Search the material for the string "SlotKey", then report how many lines hold it, with no other text.

* [DATA SUPPLIED]

────────

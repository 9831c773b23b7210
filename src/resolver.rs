use ulid::Ulid;

use crate::engine::{Engine, EngineError};

/// Identity carried by an inbound request.
#[derive(Debug, Clone)]
pub enum RequestContext {
    /// A trusted channel (web UI backend, voice tool layer) that already knows the business.
    Trusted { business_id: Ulid },
    /// An owner credential, optionally naming the business it acts for.
    Credential {
        owner_id: Ulid,
        api_key: String,
        business_id: Option<Ulid>,
    },
    Anonymous,
}

/// An owner whose key has been checked. Only obtainable through `authenticate`.
#[derive(Debug, Clone, Copy, PartialEq, Eq)]
pub struct VerifiedPrincipal {
    owner_id: Ulid,
}

impl VerifiedPrincipal {
    pub fn owner_id(&self) -> Ulid {
        self.owner_id
    }

    /// For connections whose password exchange already checked the owner's key.
    pub(crate) fn verified_at_startup(owner_id: Ulid) -> Self {
        Self { owner_id }
    }
}

pub fn authenticate(engine: &Engine, owner_id: Ulid, api_key: &str) -> Result<VerifiedPrincipal, EngineError> {
    if engine.verify_owner_key(&owner_id, api_key) {
        Ok(VerifiedPrincipal { owner_id })
    } else {
        metrics::counter!(crate::observability::AUTH_FAILURES_TOTAL).increment(1);
        Err(EngineError::AuthFailure("invalid owner credential".into()))
    }
}

/// Bind a request to exactly one business. There is no fallback to "any" business.
pub fn resolve(engine: &Engine, ctx: &RequestContext) -> Result<Ulid, EngineError> {
    match ctx {
        RequestContext::Trusted { business_id } => {
            if engine.business_exists(business_id) {
                Ok(*business_id)
            } else {
                Err(EngineError::NotFound("business", *business_id))
            }
        }
        RequestContext::Credential {
            owner_id,
            api_key,
            business_id,
        } => {
            let principal = authenticate(engine, *owner_id, api_key)?;
            resolve_for_principal(engine, &principal, *business_id)
        }
        RequestContext::Anonymous => Err(EngineError::AuthFailure("no business context or credential".into())),
    }
}

pub fn resolve_for_principal(
    engine: &Engine,
    principal: &VerifiedPrincipal,
    requested: Option<Ulid>,
) -> Result<Ulid, EngineError> {
    let owned = engine.businesses_owned_by(&principal.owner_id);
    match (requested, owned.as_slice()) {
        (Some(id), owned) if owned.contains(&id) => Ok(id),
        (Some(id), _) => Err(EngineError::AuthFailure(format!(
            "owner {} does not own business {id}",
            principal.owner_id
        ))),
        (None, []) => Err(EngineError::NotFound("business for owner", principal.owner_id)),
        (None, [only]) => Ok(*only),
        (None, _) => Err(EngineError::validation(format!(
            "owner {} has several businesses; name one",
            principal.owner_id
        ))),
    }
}

#[cfg(test)]
mod tests {
    use super::*;
    use crate::engine::EngineOptions;
    use crate::model::Business;
    use crate::notify::NotifyHub;
    use std::path::PathBuf;
    use std::sync::Arc;

    fn test_wal_path(name: &str) -> PathBuf {
        let dir = std::env::temp_dir().join("slotline_test_resolver");
        std::fs::create_dir_all(&dir).unwrap();
        let path = dir.join(name);
        let _ = std::fs::remove_file(&path);
        path
    }

    const KEY: &str = "0123456789abcdef-key";

    async fn setup(name: &str, businesses: usize) -> (Engine, Ulid, Vec<Ulid>) {
        let engine = Engine::new(test_wal_path(name), Arc::new(NotifyHub::new(8)), EngineOptions::default()).unwrap();
        let owner = Ulid::new();
        engine.create_owner(owner, KEY.into()).await.unwrap();
        let mut ids = Vec::new();
        for i in 0..businesses {
            let id = Ulid::new();
            engine
                .create_business(Business {
                    id,
                    owner_id: owner,
                    name: format!("Shop {i}"),
                    contact_email: None,
                })
                .await
                .unwrap();
            ids.push(id);
        }
        (engine, owner, ids)
    }

    fn credential(owner_id: Ulid, api_key: &str, business_id: Option<Ulid>) -> RequestContext {
        RequestContext::Credential {
            owner_id,
            api_key: api_key.into(),
            business_id,
        }
    }

    #[tokio::test]
    async fn trusted_context_must_exist() {
        let (engine, _, ids) = setup("trusted.wal", 1).await;
        assert_eq!(resolve(&engine, &RequestContext::Trusted { business_id: ids[0] }).unwrap(), ids[0]);
        let missing = Ulid::new();
        assert!(matches!(
            resolve(&engine, &RequestContext::Trusted { business_id: missing }),
            Err(EngineError::NotFound("business", id)) if id == missing
        ));
    }

    #[tokio::test]
    async fn single_business_owner_resolves() {
        let (engine, owner, ids) = setup("single.wal", 1).await;
        assert_eq!(resolve(&engine, &credential(owner, KEY, None)).unwrap(), ids[0]);
        assert_eq!(resolve(&engine, &credential(owner, KEY, Some(ids[0]))).unwrap(), ids[0]);
    }

    #[tokio::test]
    async fn wrong_key_is_auth_failure() {
        let (engine, owner, _) = setup("wrong_key.wal", 1).await;
        assert!(matches!(
            resolve(&engine, &credential(owner, "0123456789abcdef-kez", None)),
            Err(EngineError::AuthFailure(_))
        ));
        assert!(matches!(
            resolve(&engine, &credential(Ulid::new(), KEY, None)),
            Err(EngineError::AuthFailure(_))
        ));
    }

    #[tokio::test]
    async fn several_businesses_need_a_name() {
        let (engine, owner, ids) = setup("several.wal", 2).await;
        assert!(matches!(
            resolve(&engine, &credential(owner, KEY, None)),
            Err(EngineError::Validation(_))
        ));
        assert_eq!(resolve(&engine, &credential(owner, KEY, Some(ids[1]))).unwrap(), ids[1]);
    }

    #[tokio::test]
    async fn unowned_business_is_refused() {
        let (engine, owner, _) = setup("unowned.wal", 1).await;
        let (other_engine_owner, other) = (Ulid::new(), Ulid::new());
        engine.create_owner(other_engine_owner, "another-owner-key-99".into()).await.unwrap();
        engine
            .create_business(Business {
                id: other,
                owner_id: other_engine_owner,
                name: "Elsewhere".into(),
                contact_email: None,
            })
            .await
            .unwrap();
        assert!(matches!(
            resolve(&engine, &credential(owner, KEY, Some(other))),
            Err(EngineError::AuthFailure(_))
        ));
    }

    #[tokio::test]
    async fn owner_without_business_is_not_found() {
        let (engine, owner, _) = setup("no_business.wal", 0).await;
        assert!(matches!(
            resolve(&engine, &credential(owner, KEY, None)),
            Err(EngineError::NotFound(..))
        ));
    }

    #[tokio::test]
    async fn anonymous_is_refused() {
        let (engine, _, _) = setup("anonymous.wal", 1).await;
        assert!(matches!(
            resolve(&engine, &RequestContext::Anonymous),
            Err(EngineError::AuthFailure(_))
        ));
    }
}
use std::collections::HashMap;

use chrono::NaiveDate;
use ulid::Ulid;

use crate::model::*;

// ── Slot generation ───────────────────────────────────────────────

/// Active booking counts per slot for one service.
#[derive(Debug, Clone, Default)]
pub struct BookingTally {
    counts: HashMap<SlotKey, u32>,
}

impl BookingTally {
    /// Count pending/confirmed bookings of `service_id`; everything else is ignored.
    pub fn from_bookings<'a>(service_id: Ulid, bookings: impl IntoIterator<Item = &'a Booking>) -> Self {
        let mut counts = HashMap::new();
        for b in bookings {
            if b.service_id == service_id && b.status.is_active() {
                *counts.entry(b.key()).or_insert(0) += 1;
            }
        }
        Self { counts }
    }

    pub fn count(&self, key: &SlotKey) -> u32 {
        self.counts.get(key).copied().unwrap_or(0)
    }
}

/// True if `time` is a start the generator emits for `rule`.
///
/// Mirrors `Slots::next` exactly: `start + k * (duration + break)` with the whole
/// slot inside the window.
pub fn is_on_grid(rule: &ServiceAvailability, service_duration: u16, time: ClockTime) -> bool {
    let duration = u32::from(rule.slot_duration(service_duration));
    if duration == 0 {
        return false;
    }
    let step = duration + u32::from(rule.break_between);
    let (start, end, t) = (
        u32::from(rule.start.minutes()),
        u32::from(rule.end.minutes()),
        u32::from(time.minutes()),
    );
    t >= start && (t - start) % step == 0 && t + duration <= end
}

/// Lazily enumerate candidate slots for `service` over `[from, to]`, date then time ascending.
///
/// Pure in its inputs: calling it again with the same rules and tally replays the
/// same sequence.
pub fn generate_slots<'a>(
    service: &'a Service,
    rules: &'a WeeklyRules,
    from: NaiveDate,
    to: NaiveDate,
    tally: &'a BookingTally,
) -> Slots<'a> {
    Slots {
        service,
        rules,
        tally,
        date: (from <= to).then_some(from),
        last: to,
        offset: None,
    }
}

#[derive(Debug, Clone)]
pub struct Slots<'a> {
    service: &'a Service,
    rules: &'a WeeklyRules,
    tally: &'a BookingTally,
    date: Option<NaiveDate>,
    last: NaiveDate,
    /// Next candidate start on `date`, in minutes. `None` before the first slot of a day.
    offset: Option<u32>,
}

impl Iterator for Slots<'_> {
    type Item = Slot;

    fn next(&mut self) -> Option<Slot> {
        loop {
            let date = self.date?;
            if let Some(rule) = &self.rules[DayOfWeek::of(date).index()] {
                let duration = u32::from(rule.slot_duration(self.service.duration));
                let offset = self.offset.unwrap_or(u32::from(rule.start.minutes()));
                if duration > 0 && offset + duration <= u32::from(rule.end.minutes()) {
                    self.offset = Some(offset + duration + u32::from(rule.break_between));
                    // offset + duration <= end <= MINUTES_PER_DAY
                    let time = ClockTime::from_minutes(offset as u16)?;
                    let taken = self.tally.count(&SlotKey { date, time });
                    let remaining = rule.max_concurrent.saturating_sub(taken);
                    return Some(Slot {
                        date,
                        time,
                        available: remaining > 0,
                        remaining_capacity: remaining,
                    });
                }
            }
            self.offset = None;
            self.date = if date < self.last { date.succ_opt() } else { None };
        }
    }
}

────────

* [FINISHED TASK]
3